[Source data]
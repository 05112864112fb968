//! Square grid geometry and board storage

use serde::{Deserialize, Serialize};
use std::fmt;
use std::str::FromStr;

use crate::config::MAX_DIM;
use crate::error::ParseError;
use crate::game::Player;
use crate::units::{Unit, UnitKind};

/// Row labels, one letter per row
const ROW_CHARS: &str = "ABCDEFGHIJKLMNOPQRSTUVWXYZ";

/// Column labels, one hex digit per column
const COL_CHARS: &str = "0123456789abcdef";

/// Characters ignored when parsing coordinates
const SEPARATORS: &[char] = &[' ', ',', '.', ':', ';', '-', '_'];

/// Orthogonal steps in candidate order: up, left, down, right
pub const ORTHOGONAL: [(i8, i8); 4] = [(-1, 0), (0, -1), (1, 0), (0, 1)];

// ============================================================================
// COORDINATES
// ============================================================================

/// Board cell coordinate. Signed so neighbor arithmetic may leave the board.
#[derive(Clone, Copy, Debug, Default, PartialEq, Eq, Hash, Serialize, Deserialize)]
pub struct Coord {
    pub row: i8,
    pub col: i8,
}

impl Coord {
    pub const fn new(row: i8, col: i8) -> Self {
        Self { row, col }
    }

    pub fn offset(&self, dr: i8, dc: i8) -> Coord {
        Coord::new(self.row + dr, self.col + dc)
    }

    /// Cells of the square block of radius `dist` centered here (row-major)
    pub fn iter_range(self, dist: i8) -> impl Iterator<Item = Coord> {
        (self.row - dist..=self.row + dist)
            .flat_map(move |row| (self.col - dist..=self.col + dist).map(move |col| Coord::new(row, col)))
    }

    /// Orthogonal neighbors: up, left, down, right
    pub fn iter_adjacent(self) -> impl Iterator<Item = Coord> {
        ORTHOGONAL.iter().map(move |&(dr, dc)| self.offset(dr, dc))
    }

    pub fn is_adjacent(&self, other: Coord) -> bool {
        (self.row - other.row).abs() + (self.col - other.col).abs() == 1
    }

    pub fn row_char(&self) -> char {
        label(ROW_CHARS, self.row)
    }

    pub fn col_char(&self) -> char {
        label(COL_CHARS, self.col)
    }

    fn from_chars(row: char, col: char) -> Result<Self, ParseError> {
        let row_index = ROW_CHARS
            .find(row.to_ascii_uppercase())
            .ok_or(ParseError::Row(row))?;
        let col_index = COL_CHARS
            .find(col.to_ascii_lowercase())
            .ok_or(ParseError::Column(col))?;
        Ok(Coord::new(row_index as i8, col_index as i8))
    }
}

fn label(chars: &str, index: i8) -> char {
    usize::try_from(index)
        .ok()
        .and_then(|i| chars.chars().nth(i))
        .unwrap_or('?')
}

fn strip_separators(s: &str) -> Vec<char> {
    s.trim().chars().filter(|c| !SEPARATORS.contains(c)).collect()
}

impl fmt::Display for Coord {
    fn fmt(&self, f: &mut fmt::Formatter<'_>) -> fmt::Result {
        write!(f, "{}{}", self.row_char(), self.col_char())
    }
}

impl FromStr for Coord {
    type Err = ParseError;

    /// Parse `D2`-style text
    fn from_str(s: &str) -> Result<Self, Self::Err> {
        match strip_separators(s)[..] {
            [row, col] => Coord::from_chars(row, col),
            _ => Err(ParseError::Length {
                expected: 2,
                input: s.to_string(),
            }),
        }
    }
}

/// A source/destination pair. `src == dst` denotes self-destruct.
#[derive(Clone, Copy, Debug, Default, PartialEq, Eq, Hash, Serialize, Deserialize)]
pub struct CoordPair {
    pub src: Coord,
    pub dst: Coord,
}

impl CoordPair {
    pub const fn new(src: Coord, dst: Coord) -> Self {
        Self { src, dst }
    }

    pub const fn from_quad(row0: i8, col0: i8, row1: i8, col1: i8) -> Self {
        Self::new(Coord::new(row0, col0), Coord::new(row1, col1))
    }

    /// Rectangle covering a whole `dim`-sized board
    pub fn from_dim(dim: u8) -> Self {
        let md = dim as i8 - 1;
        Self::from_quad(0, 0, md, md)
    }

    pub fn is_self_destruct(&self) -> bool {
        self.src == self.dst
    }

    /// Cells of the rectangle spanned by src (top-left) and dst (bottom-right)
    pub fn iter_rectangle(self) -> impl Iterator<Item = Coord> {
        (self.src.row..=self.dst.row)
            .flat_map(move |row| (self.src.col..=self.dst.col).map(move |col| Coord::new(row, col)))
    }
}

impl fmt::Display for CoordPair {
    fn fmt(&self, f: &mut fmt::Formatter<'_>) -> fmt::Result {
        write!(f, "{} {}", self.src, self.dst)
    }
}

impl FromStr for CoordPair {
    type Err = ParseError;

    /// Parse `A3 B2`-style text
    fn from_str(s: &str) -> Result<Self, Self::Err> {
        match strip_separators(s)[..] {
            [r0, c0, r1, c1] => Ok(CoordPair::new(
                Coord::from_chars(r0, c0)?,
                Coord::from_chars(r1, c1)?,
            )),
            _ => Err(ParseError::Length {
                expected: 4,
                input: s.to_string(),
            }),
        }
    }
}

// ============================================================================
// BOARD
// ============================================================================

/// Square grid of optional units, stored row-major
#[derive(Clone, Debug, PartialEq, Eq)]
pub struct Board {
    dim: u8,
    cells: Vec<Option<Unit>>,
}

impl Board {
    /// Empty board; dimensions past `MAX_DIM` are capped since they cannot be addressed
    pub fn empty(dim: u8) -> Self {
        let dim = dim.min(MAX_DIM);
        Self {
            dim,
            cells: vec![None; dim as usize * dim as usize],
        }
    }

    /// Starting layout: Defender in the top-left corner, Attacker mirrored bottom-right
    pub fn initial(dim: u8) -> Self {
        let mut board = Self::empty(dim);
        let md = board.dim as i8 - 1;

        let defender = [
            (0, 0, UnitKind::Command),
            (1, 0, UnitKind::Support),
            (0, 1, UnitKind::Support),
            (2, 0, UnitKind::Barrier),
            (0, 2, UnitKind::Barrier),
            (1, 1, UnitKind::Trooper),
        ];
        let attacker = [
            (md, md, UnitKind::Command),
            (md - 1, md, UnitKind::Striker),
            (md, md - 1, UnitKind::Striker),
            (md - 2, md, UnitKind::Trooper),
            (md, md - 2, UnitKind::Trooper),
            (md - 1, md - 1, UnitKind::Barrier),
        ];

        for (row, col, kind) in defender {
            board.set(Coord::new(row, col), Some(Unit::new(Player::Defender, kind)));
        }
        for (row, col, kind) in attacker {
            board.set(Coord::new(row, col), Some(Unit::new(Player::Attacker, kind)));
        }
        board
    }

    pub fn dim(&self) -> u8 {
        self.dim
    }

    pub fn is_valid(&self, coord: Coord) -> bool {
        let dim = self.dim as i8;
        (0..dim).contains(&coord.row) && (0..dim).contains(&coord.col)
    }

    fn index(&self, coord: Coord) -> Option<usize> {
        self.is_valid(coord)
            .then(|| coord.row as usize * self.dim as usize + coord.col as usize)
    }

    /// Unit at `coord`; `None` when empty or off the board
    pub fn get(&self, coord: Coord) -> Option<Unit> {
        self.index(coord).and_then(|i| self.cells[i])
    }

    pub fn get_mut(&mut self, coord: Coord) -> Option<&mut Unit> {
        let i = self.index(coord)?;
        self.cells[i].as_mut()
    }

    /// Write a cell; no-op off the board. A dead unit leaves the cell empty.
    pub fn set(&mut self, coord: Coord, unit: Option<Unit>) {
        if let Some(i) = self.index(coord) {
            self.cells[i] = unit.filter(Unit::is_alive);
        }
    }

    pub fn is_empty(&self, coord: Coord) -> bool {
        self.get(coord).is_none()
    }

    /// Occupied cells in row-major order
    pub fn units(&self) -> impl Iterator<Item = (Coord, Unit)> + '_ {
        CoordPair::from_dim(self.dim)
            .iter_rectangle()
            .filter_map(move |coord| self.get(coord).map(|unit| (coord, unit)))
    }
}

# [Task statement]
Once the records are read, print each of them exactly as written.

# [Task response]
repository 05112864112fb968
//! Square grid geometry and board storage

use serde::{Deserialize, Serialize};
use std::fmt;
use std::str::FromStr;

use crate::config::MAX_DIM;
use crate::error::ParseError;
use crate::game::Player;
use crate::units::{Unit, UnitKind};

/// Row labels, one letter per row
const ROW_CHARS: &str = "ABCDEFGHIJKLMNOPQRSTUVWXYZ";

/// Column labels, one hex digit per column
const COL_CHARS: &str = "0123456789abcdef";

/// Characters ignored when parsing coordinates
const SEPARATORS: &[char] = &[' ', ',', '.', ':', ';', '-', '_'];

/// Orthogonal steps in candidate order: up, left, down, right
pub const ORTHOGONAL: [(i8, i8); 4] = [(-1, 0), (0, -1), (1, 0), (0, 1)];

// ============================================================================
// COORDINATES
// ============================================================================

/// Board cell coordinate. Signed so neighbor arithmetic may leave the board.
#[derive(Clone, Copy, Debug, Default, PartialEq, Eq, Hash, Serialize, Deserialize)]
pub struct Coord {
    pub row: i8,
    pub col: i8,
}

impl Coord {
    pub const fn new(row: i8, col: i8) -> Self {
        Self { row, col }
    }

    pub fn offset(&self, dr: i8, dc: i8) -> Coord {
        Coord::new(self.row + dr, self.col + dc)
    }

    /// Cells of the square block of radius `dist` centered here (row-major)
    pub fn iter_range(self, dist: i8) -> impl Iterator<Item = Coord> {
        (self.row - dist..=self.row + dist)
            .flat_map(move |row| (self.col - dist..=self.col + dist).map(move |col| Coord::new(row, col)))
    }

    /// Orthogonal neighbors: up, left, down, right
    pub fn iter_adjacent(self) -> impl Iterator<Item = Coord> {
        ORTHOGONAL.iter().map(move |&(dr, dc)| self.offset(dr, dc))
    }

    pub fn is_adjacent(&self, other: Coord) -> bool {
        (self.row - other.row).abs() + (self.col - other.col).abs() == 1
    }

    pub fn row_char(&self) -> char {
        label(ROW_CHARS, self.row)
    }

    pub fn col_char(&self) -> char {
        label(COL_CHARS, self.col)
    }

    fn from_chars(row: char, col: char) -> Result<Self, ParseError> {
        let row_index = ROW_CHARS
            .find(row.to_ascii_uppercase())
            .ok_or(ParseError::Row(row))?;
        let col_index = COL_CHARS
            .find(col.to_ascii_lowercase())
            .ok_or(ParseError::Column(col))?;
        Ok(Coord::new(row_index as i8, col_index as i8))
    }
}

fn label(chars: &str, index: i8) -> char {
    usize::try_from(index)
        .ok()
        .and_then(|i| chars.chars().nth(i))
        .unwrap_or('?')
}

fn strip_separators(s: &str) -> Vec<char> {
    s.trim().chars().filter(|c| !SEPARATORS.contains(c)).collect()
}

impl fmt::Display for Coord {
    fn fmt(&self, f: &mut fmt::Formatter<'_>) -> fmt::Result {
        write!(f, "{}{}", self.row_char(), self.col_char())
    }
}

impl FromStr for Coord {
    type Err = ParseError;

    /// Parse `D2`-style text
    fn from_str(s: &str) -> Result<Self, Self::Err> {
        match strip_separators(s)[..] {
            [row, col] => Coord::from_chars(row, col),
            _ => Err(ParseError::Length {
                expected: 2,
                input: s.to_string(),
            }),
        }
    }
}

/// A source/destination pair. `src == dst` denotes self-destruct.
#[derive(Clone, Copy, Debug, Default, PartialEq, Eq, Hash, Serialize, Deserialize)]
pub struct CoordPair {
    pub src: Coord,
    pub dst: Coord,
}

impl CoordPair {
    pub const fn new(src: Coord, dst: Coord) -> Self {
        Self { src, dst }
    }

    pub const fn from_quad(row0: i8, col0: i8, row1: i8, col1: i8) -> Self {
        Self::new(Coord::new(row0, col0), Coord::new(row1, col1))
    }

    /// Rectangle covering a whole `dim`-sized board
    pub fn from_dim(dim: u8) -> Self {
        let md = dim as i8 - 1;
        Self::from_quad(0, 0, md, md)
    }

    pub fn is_self_destruct(&self) -> bool {
        self.src == self.dst
    }

    /// Cells of the rectangle spanned by src (top-left) and dst (bottom-right)
    pub fn iter_rectangle(self) -> impl Iterator<Item = Coord> {
        (self.src.row..=self.dst.row)
            .flat_map(move |row| (self.src.col..=self.dst.col).map(move |col| Coord::new(row, col)))
    }
}

impl fmt::Display for CoordPair {
    fn fmt(&self, f: &mut fmt::Formatter<'_>) -> fmt::Result {
        write!(f, "{} {}", self.src, self.dst)
    }
}

impl FromStr for CoordPair {
    type Err = ParseError;

    /// Parse `A3 B2`-style text
    fn from_str(s: &str) -> Result<Self, Self::Err> {
        match strip_separators(s)[..] {
            [r0, c0, r1, c1] => Ok(CoordPair::new(
                Coord::from_chars(r0, c0)?,
                Coord::from_chars(r1, c1)?,
            )),
            _ => Err(ParseError::Length {
                expected: 4,
                input: s.to_string(),
            }),
        }
    }
}

// ============================================================================
// BOARD
// ============================================================================

/// Square grid of optional units, stored row-major
#[derive(Clone, Debug, PartialEq, Eq)]
pub struct Board {
    dim: u8,
    cells: Vec<Option<Unit>>,
}

impl Board {
    /// Empty board; dimensions past `MAX_DIM` are capped since they cannot be addressed
    pub fn empty(dim: u8) -> Self {
        let dim = dim.min(MAX_DIM);
        Self {
            dim,
            cells: vec![None; dim as usize * dim as usize],
        }
    }

    /// Starting layout: Defender in the top-left corner, Attacker mirrored bottom-right
    pub fn initial(dim: u8) -> Self {
        let mut board = Self::empty(dim);
        let md = board.dim as i8 - 1;

        let defender = [
            (0, 0, UnitKind::Command),
            (1, 0, UnitKind::Support),
            (0, 1, UnitKind::Support),
            (2, 0, UnitKind::Barrier),
            (0, 2, UnitKind::Barrier),
            (1, 1, UnitKind::Trooper),
        ];
        let attacker = [
            (md, md, UnitKind::Command),
            (md - 1, md, UnitKind::Striker),
            (md, md - 1, UnitKind::Striker),
            (md - 2, md, UnitKind::Trooper),
            (md, md - 2, UnitKind::Trooper),
            (md - 1, md - 1, UnitKind::Barrier),
        ];

        for (row, col, kind) in defender {
            board.set(Coord::new(row, col), Some(Unit::new(Player::Defender, kind)));
        }
        for (row, col, kind) in attacker {
            board.set(Coord::new(row, col), Some(Unit::new(Player::Attacker, kind)));
        }
        board
    }

    pub fn dim(&self) -> u8 {
        self.dim
    }

    pub fn is_valid(&self, coord: Coord) -> bool {
        let dim = self.dim as i8;
        (0..dim).contains(&coord.row) && (0..dim).contains(&coord.col)
    }

    fn index(&self, coord: Coord) -> Option<usize> {
        self.is_valid(coord)
            .then(|| coord.row as usize * self.dim as usize + coord.col as usize)
    }

    /// Unit at `coord`; `None` when empty or off the board
    pub fn get(&self, coord: Coord) -> Option<Unit> {
        self.index(coord).and_then(|i| self.cells[i])
    }

    pub fn get_mut(&mut self, coord: Coord) -> Option<&mut Unit> {
        let i = self.index(coord)?;
        self.cells[i].as_mut()
    }

    /// Write a cell; no-op off the board. A dead unit leaves the cell empty.
    pub fn set(&mut self, coord: Coord, unit: Option<Unit>) {
        if let Some(i) = self.index(coord) {
            self.cells[i] = unit.filter(Unit::is_alive);
        }
    }

    pub fn is_empty(&self, coord: Coord) -> bool {
        self.get(coord).is_none()
    }

    /// Occupied cells in row-major order
    pub fn units(&self) -> impl Iterator<Item = (Coord, Unit)> + '_ {
        CoordPair::from_dim(self.dim)
            .iter_rectangle()
            .filter_map(move |coord| self.get(coord).map(|unit| (coord, unit)))
    }
}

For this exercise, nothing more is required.